## Collected data:
══════════════════════════════

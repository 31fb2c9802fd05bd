use super::backend::GpuBackend;
use super::constants::{MaterialConstants, ObjectConstants, PassConstants};
use super::error::FrameError;
use super::fence::FenceValue;
use super::upload::UploadBuffer;

/// Slot counts every frame resource is built with.
///
/// Counts are frozen at construction; growing the scene means rebuilding
/// every frame resource in the ring.
#[derive(Debug, Copy, Clone, PartialEq, Eq)]
pub struct FrameResourceDesc {
    pub pass_count: usize,
    pub object_count: usize,
    pub material_count: usize,
}

impl FrameResourceDesc {
    pub fn new(object_count: usize, material_count: usize) -> Self {
        Self {
            pass_count: 1,
            object_count,
            material_count,
        }
    }
}

/// GPU resources owned by one frame in flight.
///
/// A passive bundle: the pipeline decides when it is safe to touch.
pub struct FrameResource<B: GpuBackend> {
    /// Reset at the start of every frame this resource is current for.
    pub allocator: B::Allocator,

    pub pass_cb: UploadBuffer<PassConstants, B::Memory>,
    pub object_cb: UploadBuffer<ObjectConstants, B::Memory>,
    pub material_cb: UploadBuffer<MaterialConstants, B::Memory>,

    /// Fence value signaled after this resource's last submission.
    pub fence: FenceValue,
}

impl<B: GpuBackend> FrameResource<B> {
    /// Allocates the resources for ring slot `index`.
    pub fn new(backend: &B, index: usize, desc: FrameResourceDesc) -> Result<Self, FrameError> {
        let allocator = backend.create_command_allocator(&format!("frame {index} allocator"))?;

        let pass_cb = UploadBuffer::create(
            backend,
            &format!("frame {index} pass constants"),
            desc.pass_count,
            true,
        )?;
        let object_cb = UploadBuffer::create(
            backend,
            &format!("frame {index} object constants"),
            desc.object_count,
            true,
        )?;
        let material_cb = UploadBuffer::create(
            backend,
            &format!("frame {index} material constants"),
            desc.material_count,
            true,
        )?;

        log::debug!(
            "frame resource {index}: {} pass, {} object, {} material slots",
            desc.pass_count,
            desc.object_count,
            desc.material_count
        );

        Ok(Self {
            allocator,
            pass_cb,
            object_cb,
            material_cb,
            fence: FenceValue::NEVER,
        })
    }

    pub fn desc(&self) -> FrameResourceDesc {
        FrameResourceDesc {
            pass_count: self.pass_cb.capacity(),
            object_count: self.object_cb.capacity(),
            material_count: self.material_cb.capacity(),
        }
    }
}

#[cfg(test)]
mod tests {
    use super::*;
    use crate::frame::backend::UploadMemory;
    use crate::frame::host::HostBackend;

    #[test]
    fn buffers_are_sized_from_desc() {
        let backend = HostBackend::default();
        let frame = FrameResource::new(&backend, 0, FrameResourceDesc::new(5, 2)).unwrap();

        assert_eq!(frame.desc(), FrameResourceDesc::new(5, 2));
        assert_eq!(frame.object_cb.memory().size(), 5 * 256);
        assert_eq!(frame.material_cb.memory().size(), 2 * 256);
        assert_eq!(frame.pass_cb.memory().size(), 1280);
        assert_eq!(frame.fence, FenceValue::NEVER);
    }

    #[test]
    fn allocation_failure_aborts_construction() {
        let backend = HostBackend::with_memory_limit(1024);
        let err = FrameResource::new(&backend, 0, FrameResourceDesc::new(100, 1))
            .err()
            .unwrap();
        assert!(matches!(err, FrameError::Allocation { .. }));
    }
}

══════════════════════════════

## AIM OF THE TASK:
What is needed is one number: how many lines of the records above contain the word "usize".

## PROBLEM SOLUTION:
5